Problem details: Which lines in the data below contain the word "firmware"? Return each of them.

^^^^

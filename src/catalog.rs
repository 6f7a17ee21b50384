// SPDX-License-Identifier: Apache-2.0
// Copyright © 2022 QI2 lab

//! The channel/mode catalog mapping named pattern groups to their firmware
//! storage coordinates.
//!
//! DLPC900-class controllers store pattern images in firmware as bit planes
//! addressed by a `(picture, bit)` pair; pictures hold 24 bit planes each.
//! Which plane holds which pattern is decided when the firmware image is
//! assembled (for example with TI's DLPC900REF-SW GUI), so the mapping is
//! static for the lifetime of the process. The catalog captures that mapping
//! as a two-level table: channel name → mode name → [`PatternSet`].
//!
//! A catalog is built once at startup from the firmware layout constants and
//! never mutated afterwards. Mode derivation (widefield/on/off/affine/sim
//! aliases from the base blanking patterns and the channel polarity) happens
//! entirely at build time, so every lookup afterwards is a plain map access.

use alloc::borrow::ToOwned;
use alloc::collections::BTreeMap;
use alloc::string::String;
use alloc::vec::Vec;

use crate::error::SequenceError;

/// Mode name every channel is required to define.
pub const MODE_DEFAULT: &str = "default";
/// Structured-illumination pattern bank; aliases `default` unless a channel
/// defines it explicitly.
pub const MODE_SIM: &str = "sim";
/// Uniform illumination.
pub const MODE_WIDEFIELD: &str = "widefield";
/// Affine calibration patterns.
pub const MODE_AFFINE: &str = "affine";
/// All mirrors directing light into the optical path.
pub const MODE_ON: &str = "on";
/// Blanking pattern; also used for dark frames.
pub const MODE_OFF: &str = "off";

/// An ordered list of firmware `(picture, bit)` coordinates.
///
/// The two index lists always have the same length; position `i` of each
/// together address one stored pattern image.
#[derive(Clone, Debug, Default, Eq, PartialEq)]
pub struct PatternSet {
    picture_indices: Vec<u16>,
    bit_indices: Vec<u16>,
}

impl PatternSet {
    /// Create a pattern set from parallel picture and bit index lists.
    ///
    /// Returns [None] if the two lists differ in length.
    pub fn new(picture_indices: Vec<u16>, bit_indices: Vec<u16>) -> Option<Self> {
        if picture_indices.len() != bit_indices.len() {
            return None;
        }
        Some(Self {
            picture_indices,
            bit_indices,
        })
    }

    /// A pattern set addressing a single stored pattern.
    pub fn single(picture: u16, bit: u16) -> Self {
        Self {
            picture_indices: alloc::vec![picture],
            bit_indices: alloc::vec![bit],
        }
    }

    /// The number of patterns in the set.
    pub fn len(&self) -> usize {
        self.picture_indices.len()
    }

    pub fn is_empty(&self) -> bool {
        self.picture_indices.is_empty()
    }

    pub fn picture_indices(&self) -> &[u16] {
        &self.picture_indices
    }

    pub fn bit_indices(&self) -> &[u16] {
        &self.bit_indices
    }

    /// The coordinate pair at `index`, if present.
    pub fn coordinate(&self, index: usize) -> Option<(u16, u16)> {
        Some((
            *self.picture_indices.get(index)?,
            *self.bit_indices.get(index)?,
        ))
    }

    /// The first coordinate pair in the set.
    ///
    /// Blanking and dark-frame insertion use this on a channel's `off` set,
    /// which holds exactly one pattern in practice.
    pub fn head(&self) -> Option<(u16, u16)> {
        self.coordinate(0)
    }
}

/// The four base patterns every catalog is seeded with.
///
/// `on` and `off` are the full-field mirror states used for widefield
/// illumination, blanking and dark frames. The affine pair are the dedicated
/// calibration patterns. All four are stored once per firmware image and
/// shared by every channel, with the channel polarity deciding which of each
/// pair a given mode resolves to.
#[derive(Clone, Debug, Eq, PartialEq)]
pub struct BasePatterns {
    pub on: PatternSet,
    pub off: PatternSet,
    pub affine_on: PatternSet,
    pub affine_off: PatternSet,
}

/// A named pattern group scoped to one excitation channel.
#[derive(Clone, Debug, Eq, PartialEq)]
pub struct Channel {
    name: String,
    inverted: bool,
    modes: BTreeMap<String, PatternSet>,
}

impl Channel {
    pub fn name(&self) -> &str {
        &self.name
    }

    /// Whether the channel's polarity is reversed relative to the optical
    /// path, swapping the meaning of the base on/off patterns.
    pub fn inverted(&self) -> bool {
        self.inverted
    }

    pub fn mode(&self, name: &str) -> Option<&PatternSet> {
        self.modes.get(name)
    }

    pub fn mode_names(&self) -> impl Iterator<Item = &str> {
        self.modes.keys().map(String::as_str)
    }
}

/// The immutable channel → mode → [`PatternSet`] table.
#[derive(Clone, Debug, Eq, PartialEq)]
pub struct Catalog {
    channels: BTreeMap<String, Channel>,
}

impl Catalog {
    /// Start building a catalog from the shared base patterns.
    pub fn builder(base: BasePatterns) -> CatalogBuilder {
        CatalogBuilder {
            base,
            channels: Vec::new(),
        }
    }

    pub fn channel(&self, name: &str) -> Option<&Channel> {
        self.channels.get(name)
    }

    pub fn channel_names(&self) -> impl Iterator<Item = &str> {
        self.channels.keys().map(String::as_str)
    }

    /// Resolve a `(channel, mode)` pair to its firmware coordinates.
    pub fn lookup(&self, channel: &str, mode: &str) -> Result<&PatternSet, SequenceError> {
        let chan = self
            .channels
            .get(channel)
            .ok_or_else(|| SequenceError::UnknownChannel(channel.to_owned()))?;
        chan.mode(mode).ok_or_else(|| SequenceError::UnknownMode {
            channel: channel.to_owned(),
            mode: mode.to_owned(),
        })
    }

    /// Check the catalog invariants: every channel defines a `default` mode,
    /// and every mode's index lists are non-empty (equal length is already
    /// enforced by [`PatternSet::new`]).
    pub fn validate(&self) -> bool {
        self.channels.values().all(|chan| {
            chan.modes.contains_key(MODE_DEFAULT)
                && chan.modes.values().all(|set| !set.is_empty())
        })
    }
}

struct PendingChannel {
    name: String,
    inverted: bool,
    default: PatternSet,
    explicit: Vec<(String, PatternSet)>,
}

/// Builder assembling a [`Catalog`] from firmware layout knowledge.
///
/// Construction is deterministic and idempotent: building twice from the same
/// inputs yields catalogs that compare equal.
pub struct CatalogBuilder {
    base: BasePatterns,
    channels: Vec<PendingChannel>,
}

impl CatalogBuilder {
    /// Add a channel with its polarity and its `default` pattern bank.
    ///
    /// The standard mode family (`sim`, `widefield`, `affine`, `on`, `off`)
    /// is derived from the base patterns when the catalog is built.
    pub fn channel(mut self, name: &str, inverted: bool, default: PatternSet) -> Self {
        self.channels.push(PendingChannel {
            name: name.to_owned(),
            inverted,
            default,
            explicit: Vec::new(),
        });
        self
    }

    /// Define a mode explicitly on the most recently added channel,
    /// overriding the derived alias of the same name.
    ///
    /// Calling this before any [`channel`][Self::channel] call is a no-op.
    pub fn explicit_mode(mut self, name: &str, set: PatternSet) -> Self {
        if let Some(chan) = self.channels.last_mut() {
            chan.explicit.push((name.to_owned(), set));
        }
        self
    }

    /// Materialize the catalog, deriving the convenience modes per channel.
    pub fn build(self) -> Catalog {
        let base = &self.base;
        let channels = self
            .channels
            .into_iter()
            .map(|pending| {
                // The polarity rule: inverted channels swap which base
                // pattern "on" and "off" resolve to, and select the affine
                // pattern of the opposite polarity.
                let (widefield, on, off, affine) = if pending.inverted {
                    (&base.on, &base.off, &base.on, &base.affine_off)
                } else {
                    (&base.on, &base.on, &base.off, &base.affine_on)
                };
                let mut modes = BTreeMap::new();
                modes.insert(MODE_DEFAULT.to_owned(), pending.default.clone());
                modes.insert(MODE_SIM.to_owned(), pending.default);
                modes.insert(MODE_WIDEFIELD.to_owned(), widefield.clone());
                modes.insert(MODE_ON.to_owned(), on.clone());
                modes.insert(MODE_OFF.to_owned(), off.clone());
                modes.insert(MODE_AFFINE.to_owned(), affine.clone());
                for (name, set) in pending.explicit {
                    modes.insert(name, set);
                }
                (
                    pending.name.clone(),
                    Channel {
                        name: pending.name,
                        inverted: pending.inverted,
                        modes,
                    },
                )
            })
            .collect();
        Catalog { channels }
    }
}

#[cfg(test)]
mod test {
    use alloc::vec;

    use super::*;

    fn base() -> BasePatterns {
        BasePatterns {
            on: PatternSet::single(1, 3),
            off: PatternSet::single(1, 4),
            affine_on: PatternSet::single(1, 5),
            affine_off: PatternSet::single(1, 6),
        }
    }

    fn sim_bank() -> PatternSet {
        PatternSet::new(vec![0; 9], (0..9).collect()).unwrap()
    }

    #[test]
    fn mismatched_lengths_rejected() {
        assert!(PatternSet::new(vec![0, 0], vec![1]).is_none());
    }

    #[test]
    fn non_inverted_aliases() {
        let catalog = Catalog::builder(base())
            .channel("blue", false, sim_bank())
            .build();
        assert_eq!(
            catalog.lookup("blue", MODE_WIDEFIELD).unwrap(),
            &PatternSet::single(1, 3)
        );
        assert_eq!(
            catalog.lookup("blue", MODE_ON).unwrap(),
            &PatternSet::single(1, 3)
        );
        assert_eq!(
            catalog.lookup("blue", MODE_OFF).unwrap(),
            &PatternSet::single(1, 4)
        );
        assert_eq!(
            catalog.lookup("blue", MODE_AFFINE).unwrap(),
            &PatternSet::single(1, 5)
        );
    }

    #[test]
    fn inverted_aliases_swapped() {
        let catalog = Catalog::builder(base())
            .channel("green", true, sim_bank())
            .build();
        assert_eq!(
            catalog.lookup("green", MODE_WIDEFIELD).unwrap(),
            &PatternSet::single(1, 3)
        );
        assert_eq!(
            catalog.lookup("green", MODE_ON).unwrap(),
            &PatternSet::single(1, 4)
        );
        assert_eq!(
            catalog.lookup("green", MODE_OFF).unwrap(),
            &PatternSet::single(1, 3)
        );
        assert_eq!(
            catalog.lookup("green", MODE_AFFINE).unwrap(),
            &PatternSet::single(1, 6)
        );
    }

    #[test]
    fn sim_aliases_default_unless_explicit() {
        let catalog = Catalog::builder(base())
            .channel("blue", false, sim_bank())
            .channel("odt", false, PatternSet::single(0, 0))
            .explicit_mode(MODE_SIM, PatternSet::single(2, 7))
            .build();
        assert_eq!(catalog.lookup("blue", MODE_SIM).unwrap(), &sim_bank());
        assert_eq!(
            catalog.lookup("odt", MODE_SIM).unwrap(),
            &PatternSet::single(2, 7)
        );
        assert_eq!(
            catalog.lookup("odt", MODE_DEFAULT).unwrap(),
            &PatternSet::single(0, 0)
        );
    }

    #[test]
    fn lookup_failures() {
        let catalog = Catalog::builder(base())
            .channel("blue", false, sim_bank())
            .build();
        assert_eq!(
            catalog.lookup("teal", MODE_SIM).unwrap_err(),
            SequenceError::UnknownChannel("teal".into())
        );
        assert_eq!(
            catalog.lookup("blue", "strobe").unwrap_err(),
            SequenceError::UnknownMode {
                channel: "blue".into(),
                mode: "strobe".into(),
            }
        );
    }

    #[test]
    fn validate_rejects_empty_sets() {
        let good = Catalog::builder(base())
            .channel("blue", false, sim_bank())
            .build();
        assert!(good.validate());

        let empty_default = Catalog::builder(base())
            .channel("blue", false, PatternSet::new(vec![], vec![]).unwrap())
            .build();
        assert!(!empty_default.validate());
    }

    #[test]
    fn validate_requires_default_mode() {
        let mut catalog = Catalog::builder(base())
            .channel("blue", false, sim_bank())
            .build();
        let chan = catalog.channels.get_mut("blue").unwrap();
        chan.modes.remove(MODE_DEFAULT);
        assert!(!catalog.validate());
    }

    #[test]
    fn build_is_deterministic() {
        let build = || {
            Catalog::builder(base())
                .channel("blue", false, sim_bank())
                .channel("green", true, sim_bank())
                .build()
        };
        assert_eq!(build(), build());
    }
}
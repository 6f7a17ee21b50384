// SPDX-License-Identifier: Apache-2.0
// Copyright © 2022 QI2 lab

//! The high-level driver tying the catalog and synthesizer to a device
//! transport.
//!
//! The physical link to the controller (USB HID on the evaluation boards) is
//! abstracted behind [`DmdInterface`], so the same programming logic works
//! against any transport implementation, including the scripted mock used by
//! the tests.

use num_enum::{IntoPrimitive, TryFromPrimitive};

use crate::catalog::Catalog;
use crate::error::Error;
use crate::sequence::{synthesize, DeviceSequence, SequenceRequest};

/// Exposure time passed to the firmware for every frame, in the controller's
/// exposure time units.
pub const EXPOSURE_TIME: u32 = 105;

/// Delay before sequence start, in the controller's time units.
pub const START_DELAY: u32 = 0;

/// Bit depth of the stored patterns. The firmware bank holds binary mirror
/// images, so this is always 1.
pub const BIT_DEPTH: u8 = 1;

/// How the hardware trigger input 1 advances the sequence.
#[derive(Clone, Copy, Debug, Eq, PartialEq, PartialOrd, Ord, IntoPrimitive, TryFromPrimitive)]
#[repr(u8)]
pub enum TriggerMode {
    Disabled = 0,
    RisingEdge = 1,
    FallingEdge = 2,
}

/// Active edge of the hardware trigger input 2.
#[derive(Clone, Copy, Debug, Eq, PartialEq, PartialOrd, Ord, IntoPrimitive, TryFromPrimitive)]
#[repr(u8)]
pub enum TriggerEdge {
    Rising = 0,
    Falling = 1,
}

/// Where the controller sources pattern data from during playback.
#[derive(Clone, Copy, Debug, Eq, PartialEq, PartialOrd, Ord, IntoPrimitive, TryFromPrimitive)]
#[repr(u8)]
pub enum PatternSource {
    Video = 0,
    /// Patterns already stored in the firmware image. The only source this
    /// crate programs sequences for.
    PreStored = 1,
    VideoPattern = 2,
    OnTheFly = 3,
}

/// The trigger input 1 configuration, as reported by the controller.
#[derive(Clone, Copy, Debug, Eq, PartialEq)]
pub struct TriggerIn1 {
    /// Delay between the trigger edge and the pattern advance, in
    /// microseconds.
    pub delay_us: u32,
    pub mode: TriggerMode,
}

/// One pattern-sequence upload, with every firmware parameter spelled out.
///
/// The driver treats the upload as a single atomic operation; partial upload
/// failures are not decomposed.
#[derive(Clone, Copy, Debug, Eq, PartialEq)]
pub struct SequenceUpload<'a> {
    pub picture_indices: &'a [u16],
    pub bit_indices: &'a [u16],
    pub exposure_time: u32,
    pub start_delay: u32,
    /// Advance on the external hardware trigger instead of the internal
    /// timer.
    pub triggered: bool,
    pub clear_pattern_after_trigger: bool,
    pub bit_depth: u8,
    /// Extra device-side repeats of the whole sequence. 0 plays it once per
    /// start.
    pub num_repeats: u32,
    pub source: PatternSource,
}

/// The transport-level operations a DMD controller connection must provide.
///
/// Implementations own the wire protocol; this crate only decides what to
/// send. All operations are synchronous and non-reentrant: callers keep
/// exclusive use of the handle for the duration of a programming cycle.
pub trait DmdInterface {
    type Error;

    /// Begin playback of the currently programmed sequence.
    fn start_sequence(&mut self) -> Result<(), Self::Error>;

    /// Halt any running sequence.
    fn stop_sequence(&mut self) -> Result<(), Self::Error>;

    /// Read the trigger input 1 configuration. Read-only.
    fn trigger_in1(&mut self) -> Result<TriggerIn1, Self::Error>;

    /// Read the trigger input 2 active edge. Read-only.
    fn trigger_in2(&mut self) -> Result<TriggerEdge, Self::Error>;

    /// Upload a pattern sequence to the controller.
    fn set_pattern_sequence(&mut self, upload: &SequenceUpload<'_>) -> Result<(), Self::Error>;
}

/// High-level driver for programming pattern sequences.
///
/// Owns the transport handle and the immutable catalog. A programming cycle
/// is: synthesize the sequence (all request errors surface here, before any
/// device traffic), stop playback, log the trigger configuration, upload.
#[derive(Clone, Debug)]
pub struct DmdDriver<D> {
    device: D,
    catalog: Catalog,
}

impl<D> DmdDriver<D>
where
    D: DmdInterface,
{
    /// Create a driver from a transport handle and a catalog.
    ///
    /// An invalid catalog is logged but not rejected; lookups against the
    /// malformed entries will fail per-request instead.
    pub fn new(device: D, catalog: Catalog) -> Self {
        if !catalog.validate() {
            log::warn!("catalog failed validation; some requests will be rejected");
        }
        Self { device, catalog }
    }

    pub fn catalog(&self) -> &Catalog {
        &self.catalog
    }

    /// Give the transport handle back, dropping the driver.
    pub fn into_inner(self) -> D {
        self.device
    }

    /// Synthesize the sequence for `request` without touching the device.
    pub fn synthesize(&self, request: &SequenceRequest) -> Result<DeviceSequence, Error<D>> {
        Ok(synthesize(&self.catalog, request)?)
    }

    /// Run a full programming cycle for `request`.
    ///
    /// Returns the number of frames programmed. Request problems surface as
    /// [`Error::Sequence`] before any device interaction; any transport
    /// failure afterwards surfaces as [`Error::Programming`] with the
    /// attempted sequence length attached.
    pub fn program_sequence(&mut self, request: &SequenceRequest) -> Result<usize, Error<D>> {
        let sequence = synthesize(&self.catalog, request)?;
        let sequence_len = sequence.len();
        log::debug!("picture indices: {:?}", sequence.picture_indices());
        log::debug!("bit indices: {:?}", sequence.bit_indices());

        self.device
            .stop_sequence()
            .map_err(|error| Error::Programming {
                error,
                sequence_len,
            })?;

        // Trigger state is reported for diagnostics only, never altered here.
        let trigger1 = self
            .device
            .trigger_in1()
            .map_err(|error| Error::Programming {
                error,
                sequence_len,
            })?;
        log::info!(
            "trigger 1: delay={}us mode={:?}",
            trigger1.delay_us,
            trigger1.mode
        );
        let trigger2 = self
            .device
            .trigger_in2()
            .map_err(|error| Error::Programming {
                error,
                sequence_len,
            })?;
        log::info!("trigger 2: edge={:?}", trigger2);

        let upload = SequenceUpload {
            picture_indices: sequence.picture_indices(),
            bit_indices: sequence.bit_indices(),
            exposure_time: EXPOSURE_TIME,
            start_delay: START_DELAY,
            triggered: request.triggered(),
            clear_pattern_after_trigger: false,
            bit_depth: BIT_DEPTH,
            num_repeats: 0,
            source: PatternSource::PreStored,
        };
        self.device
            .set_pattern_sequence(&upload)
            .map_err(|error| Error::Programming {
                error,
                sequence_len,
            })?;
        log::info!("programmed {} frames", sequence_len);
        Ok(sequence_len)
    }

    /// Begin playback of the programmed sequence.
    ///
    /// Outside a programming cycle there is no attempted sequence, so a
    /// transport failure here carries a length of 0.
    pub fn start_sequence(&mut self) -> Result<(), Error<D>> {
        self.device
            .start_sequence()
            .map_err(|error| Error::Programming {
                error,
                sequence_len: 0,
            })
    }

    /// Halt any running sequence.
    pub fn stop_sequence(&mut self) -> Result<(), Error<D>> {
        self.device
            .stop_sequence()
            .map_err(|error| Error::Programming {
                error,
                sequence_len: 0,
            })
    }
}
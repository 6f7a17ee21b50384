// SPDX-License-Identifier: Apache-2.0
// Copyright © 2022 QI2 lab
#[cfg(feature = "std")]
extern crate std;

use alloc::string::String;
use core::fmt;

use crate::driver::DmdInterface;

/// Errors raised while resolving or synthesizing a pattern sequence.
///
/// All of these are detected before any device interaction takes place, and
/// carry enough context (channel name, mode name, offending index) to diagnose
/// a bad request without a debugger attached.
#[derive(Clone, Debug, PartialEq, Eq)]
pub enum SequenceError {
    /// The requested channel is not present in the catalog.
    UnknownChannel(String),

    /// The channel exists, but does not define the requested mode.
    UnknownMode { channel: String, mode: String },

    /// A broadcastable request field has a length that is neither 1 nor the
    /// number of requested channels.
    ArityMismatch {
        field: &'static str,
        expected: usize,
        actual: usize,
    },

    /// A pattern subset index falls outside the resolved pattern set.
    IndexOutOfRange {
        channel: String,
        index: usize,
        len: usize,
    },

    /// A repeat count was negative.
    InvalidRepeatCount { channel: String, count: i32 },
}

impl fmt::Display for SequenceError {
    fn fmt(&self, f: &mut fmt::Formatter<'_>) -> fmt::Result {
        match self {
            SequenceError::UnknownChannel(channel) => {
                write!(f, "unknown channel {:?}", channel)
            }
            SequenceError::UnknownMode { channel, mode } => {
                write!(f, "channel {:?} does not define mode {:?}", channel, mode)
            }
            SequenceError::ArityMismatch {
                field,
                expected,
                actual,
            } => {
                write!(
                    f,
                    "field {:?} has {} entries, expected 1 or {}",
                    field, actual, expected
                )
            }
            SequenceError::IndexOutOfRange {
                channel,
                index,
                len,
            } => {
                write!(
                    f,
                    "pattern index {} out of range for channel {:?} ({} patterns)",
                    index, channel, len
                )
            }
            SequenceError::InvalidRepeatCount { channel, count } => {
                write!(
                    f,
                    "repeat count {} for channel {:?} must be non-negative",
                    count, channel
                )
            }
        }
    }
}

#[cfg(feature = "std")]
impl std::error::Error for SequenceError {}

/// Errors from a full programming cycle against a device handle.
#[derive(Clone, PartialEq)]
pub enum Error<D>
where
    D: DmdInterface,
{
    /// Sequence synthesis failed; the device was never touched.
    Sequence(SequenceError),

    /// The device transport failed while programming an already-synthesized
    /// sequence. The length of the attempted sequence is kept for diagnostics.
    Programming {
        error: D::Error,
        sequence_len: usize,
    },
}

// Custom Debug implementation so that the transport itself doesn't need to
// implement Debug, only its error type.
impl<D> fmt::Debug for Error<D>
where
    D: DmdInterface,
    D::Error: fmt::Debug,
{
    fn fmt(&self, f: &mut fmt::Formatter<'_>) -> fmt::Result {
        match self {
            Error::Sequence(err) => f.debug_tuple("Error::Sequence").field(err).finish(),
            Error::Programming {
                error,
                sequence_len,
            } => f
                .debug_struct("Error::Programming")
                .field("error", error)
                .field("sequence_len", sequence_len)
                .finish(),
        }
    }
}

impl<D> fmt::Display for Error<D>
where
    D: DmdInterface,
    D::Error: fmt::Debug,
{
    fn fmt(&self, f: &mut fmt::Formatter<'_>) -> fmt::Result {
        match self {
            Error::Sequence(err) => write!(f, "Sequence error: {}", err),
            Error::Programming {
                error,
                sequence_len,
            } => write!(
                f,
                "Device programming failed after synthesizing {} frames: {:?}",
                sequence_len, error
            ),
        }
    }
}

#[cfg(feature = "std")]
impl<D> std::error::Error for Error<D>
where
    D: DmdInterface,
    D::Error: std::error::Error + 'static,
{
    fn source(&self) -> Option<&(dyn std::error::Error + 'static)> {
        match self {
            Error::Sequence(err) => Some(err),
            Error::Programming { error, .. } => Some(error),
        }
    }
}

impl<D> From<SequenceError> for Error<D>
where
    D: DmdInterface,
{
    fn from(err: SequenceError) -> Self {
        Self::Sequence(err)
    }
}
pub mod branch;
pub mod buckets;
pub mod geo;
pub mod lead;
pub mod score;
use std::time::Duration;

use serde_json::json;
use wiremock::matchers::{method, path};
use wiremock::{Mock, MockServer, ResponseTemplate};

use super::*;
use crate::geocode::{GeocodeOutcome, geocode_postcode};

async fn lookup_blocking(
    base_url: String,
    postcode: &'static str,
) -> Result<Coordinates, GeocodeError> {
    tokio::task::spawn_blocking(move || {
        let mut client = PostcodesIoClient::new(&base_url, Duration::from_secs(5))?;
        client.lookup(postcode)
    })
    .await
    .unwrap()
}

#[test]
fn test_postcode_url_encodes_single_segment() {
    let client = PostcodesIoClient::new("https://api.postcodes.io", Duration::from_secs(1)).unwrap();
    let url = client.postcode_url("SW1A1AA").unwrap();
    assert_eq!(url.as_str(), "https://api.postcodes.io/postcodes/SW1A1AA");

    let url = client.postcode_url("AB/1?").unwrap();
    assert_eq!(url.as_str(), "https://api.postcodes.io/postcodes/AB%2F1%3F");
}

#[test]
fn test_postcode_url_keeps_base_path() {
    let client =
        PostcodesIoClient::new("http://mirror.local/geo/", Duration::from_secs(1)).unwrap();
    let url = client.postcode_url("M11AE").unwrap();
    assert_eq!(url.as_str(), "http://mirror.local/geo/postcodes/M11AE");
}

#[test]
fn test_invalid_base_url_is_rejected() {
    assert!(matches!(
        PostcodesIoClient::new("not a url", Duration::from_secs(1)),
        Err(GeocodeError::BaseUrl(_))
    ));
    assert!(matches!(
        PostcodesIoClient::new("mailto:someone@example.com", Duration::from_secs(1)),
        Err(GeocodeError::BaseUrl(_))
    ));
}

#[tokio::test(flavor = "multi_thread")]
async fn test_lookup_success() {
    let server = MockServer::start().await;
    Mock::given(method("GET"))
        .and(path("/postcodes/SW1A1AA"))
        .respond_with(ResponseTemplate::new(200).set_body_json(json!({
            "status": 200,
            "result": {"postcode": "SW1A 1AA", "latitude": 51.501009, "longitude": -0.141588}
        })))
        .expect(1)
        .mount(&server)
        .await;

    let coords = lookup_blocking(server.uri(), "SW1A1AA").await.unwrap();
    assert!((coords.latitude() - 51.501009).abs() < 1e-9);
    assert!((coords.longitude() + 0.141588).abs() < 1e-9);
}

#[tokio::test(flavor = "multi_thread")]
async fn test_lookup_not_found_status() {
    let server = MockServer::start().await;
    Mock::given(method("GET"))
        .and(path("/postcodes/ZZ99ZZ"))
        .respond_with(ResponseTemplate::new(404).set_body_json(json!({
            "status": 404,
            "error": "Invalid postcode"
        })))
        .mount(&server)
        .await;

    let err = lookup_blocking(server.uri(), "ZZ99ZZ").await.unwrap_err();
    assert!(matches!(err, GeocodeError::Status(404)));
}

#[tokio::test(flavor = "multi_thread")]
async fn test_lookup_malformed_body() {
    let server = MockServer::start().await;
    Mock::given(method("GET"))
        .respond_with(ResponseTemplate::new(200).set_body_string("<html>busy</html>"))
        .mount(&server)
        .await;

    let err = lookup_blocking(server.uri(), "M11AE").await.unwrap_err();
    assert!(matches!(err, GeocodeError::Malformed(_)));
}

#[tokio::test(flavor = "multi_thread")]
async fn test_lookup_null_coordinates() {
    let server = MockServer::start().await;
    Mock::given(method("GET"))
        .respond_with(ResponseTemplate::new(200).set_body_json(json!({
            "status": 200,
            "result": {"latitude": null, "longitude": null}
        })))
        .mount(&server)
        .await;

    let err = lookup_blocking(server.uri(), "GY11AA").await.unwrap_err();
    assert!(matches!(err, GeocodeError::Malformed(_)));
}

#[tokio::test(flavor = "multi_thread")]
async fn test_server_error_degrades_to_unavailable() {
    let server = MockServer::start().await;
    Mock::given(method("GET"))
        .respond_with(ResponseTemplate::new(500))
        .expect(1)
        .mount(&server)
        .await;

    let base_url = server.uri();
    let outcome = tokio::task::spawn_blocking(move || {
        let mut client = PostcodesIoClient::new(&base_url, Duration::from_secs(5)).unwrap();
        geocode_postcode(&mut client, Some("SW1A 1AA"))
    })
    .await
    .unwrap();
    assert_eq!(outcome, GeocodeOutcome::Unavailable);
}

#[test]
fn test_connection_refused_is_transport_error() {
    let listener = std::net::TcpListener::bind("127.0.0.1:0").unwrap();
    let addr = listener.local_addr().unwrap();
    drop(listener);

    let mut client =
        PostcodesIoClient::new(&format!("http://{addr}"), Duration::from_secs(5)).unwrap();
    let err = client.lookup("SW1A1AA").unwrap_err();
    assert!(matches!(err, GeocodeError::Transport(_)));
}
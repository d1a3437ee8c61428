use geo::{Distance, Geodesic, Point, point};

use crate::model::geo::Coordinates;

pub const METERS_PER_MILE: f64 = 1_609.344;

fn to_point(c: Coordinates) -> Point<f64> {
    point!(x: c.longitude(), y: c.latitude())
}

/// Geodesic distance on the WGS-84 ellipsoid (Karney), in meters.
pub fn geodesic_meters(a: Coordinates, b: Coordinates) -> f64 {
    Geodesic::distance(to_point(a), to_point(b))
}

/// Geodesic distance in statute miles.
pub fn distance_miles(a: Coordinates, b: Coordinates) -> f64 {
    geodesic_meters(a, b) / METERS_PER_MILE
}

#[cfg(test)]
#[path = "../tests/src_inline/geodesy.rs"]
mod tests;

^^^^

Answer space:
//! The channel/mode catalog mapping named pattern groups to their firmware
//! DLPC900-class controllers store pattern images in firmware as bit planes
//! Which plane holds which pattern is decided when the firmware image is
//! A catalog is built once at startup from the firmware layout constants and
/// An ordered list of firmware `(picture, bit)` coordinates.
/// calibration patterns. All four are stored once per firmware image and
    /// Resolve a `(channel, mode)` pair to its firmware coordinates.
/// Builder assembling a [`Catalog`] from firmware layout knowledge.
/// Exposure time passed to the firmware for every frame, in the controller's
/// Bit depth of the stored patterns. The firmware bank holds binary mirror
    /// Patterns already stored in the firmware image. The only source this
/// One pattern-sequence upload, with every firmware parameter spelled out.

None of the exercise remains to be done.